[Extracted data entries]
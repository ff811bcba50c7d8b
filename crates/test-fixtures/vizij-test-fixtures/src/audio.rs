use std::cell::Cell;
use std::rc::Rc;

use vizij_avatar_core::{AudioSource, AvatarError};

/// Fills every buffer with one sample value (RMS = |level|).
#[derive(Debug, Clone)]
pub struct ConstantAudio {
    level: Rc<Cell<f32>>,
    closed: Rc<Cell<u32>>,
}

impl ConstantAudio {
    pub fn new(level: f32) -> Self {
        Self {
            level: Rc::new(Cell::new(level)),
            closed: Rc::new(Cell::new(0)),
        }
    }

    /// Change the level seen by every clone of this source.
    pub fn set_level(&self, level: f32) {
        self.level.set(level);
    }

    /// How many times `close` ran across clones.
    pub fn closed(&self) -> u32 {
        self.closed.get()
    }
}

impl AudioSource for ConstantAudio {
    fn read_time_domain(&mut self, out: &mut [f32]) -> Result<(), AvatarError> {
        out.fill(self.level.get());
        Ok(())
    }

    fn close(&mut self) {
        self.closed.set(self.closed.get() + 1);
    }
}

/// Source whose reads always fail.
#[derive(Debug, Clone, Default)]
pub struct FailingAudio {
    closed: Rc<Cell<u32>>,
}

impl FailingAudio {
    pub fn new() -> Self {
        Self::default()
    }

    pub fn closed(&self) -> u32 {
        self.closed.get()
    }
}

impl AudioSource for FailingAudio {
    fn read_time_domain(&mut self, _out: &mut [f32]) -> Result<(), AvatarError> {
        Err(AvatarError::audio("analyser disconnected"))
    }

    fn close(&mut self) {
        self.closed.set(self.closed.get() + 1);
    }
}
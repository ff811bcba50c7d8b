//! Shared test fixtures: manifest-driven clip assets plus in-memory host adapters
//! (skeleton, expression sink, clip registries, audio sources).

use std::collections::HashMap;
use std::fs;
use std::path::{Path, PathBuf};

use anyhow::{anyhow, Context, Result};
use once_cell::sync::Lazy;
use serde::Deserialize;

pub mod audio;
pub mod expressions;
pub mod registry;
pub mod skeleton;

pub use audio::{ConstantAudio, FailingAudio};
pub use expressions::MemoryExpressions;
pub use registry::{DeferredControl, DeferredRegistry, FixtureRegistry};
pub use skeleton::MemorySkeleton;

static MANIFEST: Lazy<Manifest> = Lazy::new(|| {
    let raw = include_str!("../../../../fixtures/manifest.json");
    serde_json::from_str(raw).expect("fixtures manifest should parse")
});

#[derive(Debug, Deserialize)]
struct Manifest {
    clips: HashMap<String, String>,
}

fn fixtures_root() -> PathBuf {
    Path::new(env!("CARGO_MANIFEST_DIR")).join("../../../fixtures")
}

fn resolve_path(rel: &str) -> PathBuf {
    fixtures_root().join(rel)
}

fn read_to_string(rel: &str) -> Result<String> {
    let path = resolve_path(rel);
    fs::read_to_string(&path)
        .with_context(|| format!("failed to read fixture at {}", path.display()))
}

fn lookup<'a, T>(map: &'a HashMap<String, T>, kind: &str, name: &str) -> Result<&'a T> {
    map.get(name)
        .ok_or_else(|| anyhow!("unknown {kind} fixture '{name}'"))
}

pub mod clips {
    use super::*;
    use vizij_avatar_core::ClipData;

    pub fn keys() -> Vec<String> {
        let mut keys: Vec<String> = MANIFEST.clips.keys().cloned().collect();
        keys.sort();
        keys
    }

    pub fn json(name: &str) -> Result<String> {
        let rel = lookup(&MANIFEST.clips, "clip", name)?;
        read_to_string(rel)
    }

    pub fn bytes(name: &str) -> Result<Vec<u8>> {
        json(name).map(String::into_bytes)
    }

    /// Decode and validate a clip fixture.
    pub fn load(name: &str) -> Result<ClipData> {
        let raw = json(name)?;
        ClipData::from_slice(raw.as_bytes())
            .map_err(|e| anyhow!("clip fixture '{name}' is invalid: {e}"))
    }

    pub fn path(name: &str) -> Result<PathBuf> {
        let rel = lookup(&MANIFEST.clips, "clip", name)?;
        Ok(resolve_path(rel))
    }
}

#[cfg(test)]
mod tests {
    use super::*;

    #[test]
    fn every_manifest_clip_loads() {
        for key in clips::keys() {
            let clip = clips::load(&key).unwrap();
            assert_eq!(clip.name, key);
            assert!(clip.is_playable(), "{key} should be playable");
        }
    }
}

## Aim of the exercise:
Give back the data above, repeating every record exactly.

## Answer space:
repository ff811bcba50c7d8b
filename crates/test-fixtures/vizij-test-fixtures/src/audio.rs
use std::cell::Cell;
use std::rc::Rc;

use vizij_avatar_core::{AudioSource, AvatarError};

/// Fills every buffer with one sample value (RMS = |level|).
#[derive(Debug, Clone)]
pub struct ConstantAudio {
    level: Rc<Cell<f32>>,
    closed: Rc<Cell<u32>>,
}

impl ConstantAudio {
    pub fn new(level: f32) -> Self {
        Self {
            level: Rc::new(Cell::new(level)),
            closed: Rc::new(Cell::new(0)),
        }
    }

    /// Change the level seen by every clone of this source.
    pub fn set_level(&self, level: f32) {
        self.level.set(level);
    }

    /// How many times `close` ran across clones.
    pub fn closed(&self) -> u32 {
        self.closed.get()
    }
}

impl AudioSource for ConstantAudio {
    fn read_time_domain(&mut self, out: &mut [f32]) -> Result<(), AvatarError> {
        out.fill(self.level.get());
        Ok(())
    }

    fn close(&mut self) {
        self.closed.set(self.closed.get() + 1);
    }
}

/// Source whose reads always fail.
#[derive(Debug, Clone, Default)]
pub struct FailingAudio {
    closed: Rc<Cell<u32>>,
}

impl FailingAudio {
    pub fn new() -> Self {
        Self::default()
    }

    pub fn closed(&self) -> u32 {
        self.closed.get()
    }
}

impl AudioSource for FailingAudio {
    fn read_time_domain(&mut self, _out: &mut [f32]) -> Result<(), AvatarError> {
        Err(AvatarError::audio("analyser disconnected"))
    }

    fn close(&mut self) {
        self.closed.set(self.closed.get() + 1);
    }
}
repository ff811bcba50c7d8b
//! Shared test fixtures: manifest-driven clip assets plus in-memory host adapters
//! (skeleton, expression sink, clip registries, audio sources).

use std::collections::HashMap;
use std::fs;
use std::path::{Path, PathBuf};

use anyhow::{anyhow, Context, Result};
use once_cell::sync::Lazy;
use serde::Deserialize;

pub mod audio;
pub mod expressions;
pub mod registry;
pub mod skeleton;

pub use audio::{ConstantAudio, FailingAudio};
pub use expressions::MemoryExpressions;
pub use registry::{DeferredControl, DeferredRegistry, FixtureRegistry};
pub use skeleton::MemorySkeleton;

static MANIFEST: Lazy<Manifest> = Lazy::new(|| {
    let raw = include_str!("../../../../fixtures/manifest.json");
    serde_json::from_str(raw).expect("fixtures manifest should parse")
});

#[derive(Debug, Deserialize)]
struct Manifest {
    clips: HashMap<String, String>,
}

fn fixtures_root() -> PathBuf {
    Path::new(env!("CARGO_MANIFEST_DIR")).join("../../../fixtures")
}

fn resolve_path(rel: &str) -> PathBuf {
    fixtures_root().join(rel)
}

fn read_to_string(rel: &str) -> Result<String> {
    let path = resolve_path(rel);
    fs::read_to_string(&path)
        .with_context(|| format!("failed to read fixture at {}", path.display()))
}

fn lookup<'a, T>(map: &'a HashMap<String, T>, kind: &str, name: &str) -> Result<&'a T> {
    map.get(name)
        .ok_or_else(|| anyhow!("unknown {kind} fixture '{name}'"))
}

pub mod clips {
    use super::*;
    use vizij_avatar_core::ClipData;

    pub fn keys() -> Vec<String> {
        let mut keys: Vec<String> = MANIFEST.clips.keys().cloned().collect();
        keys.sort();
        keys
    }

    pub fn json(name: &str) -> Result<String> {
        let rel = lookup(&MANIFEST.clips, "clip", name)?;
        read_to_string(rel)
    }

    pub fn bytes(name: &str) -> Result<Vec<u8>> {
        json(name).map(String::into_bytes)
    }

    /// Decode and validate a clip fixture.
    pub fn load(name: &str) -> Result<ClipData> {
        let raw = json(name)?;
        ClipData::from_slice(raw.as_bytes())
            .map_err(|e| anyhow!("clip fixture '{name}' is invalid: {e}"))
    }

    pub fn path(name: &str) -> Result<PathBuf> {
        let rel = lookup(&MANIFEST.clips, "clip", name)?;
        Ok(resolve_path(rel))
    }
}

#[cfg(test)]
mod tests {
    use super::*;

    #[test]
    fn every_manifest_clip_loads() {
        for key in clips::keys() {
            let clip = clips::load(&key).unwrap();
            assert_eq!(clip.name, key);
            assert!(clip.is_playable(), "{key} should be playable");
        }
    }
}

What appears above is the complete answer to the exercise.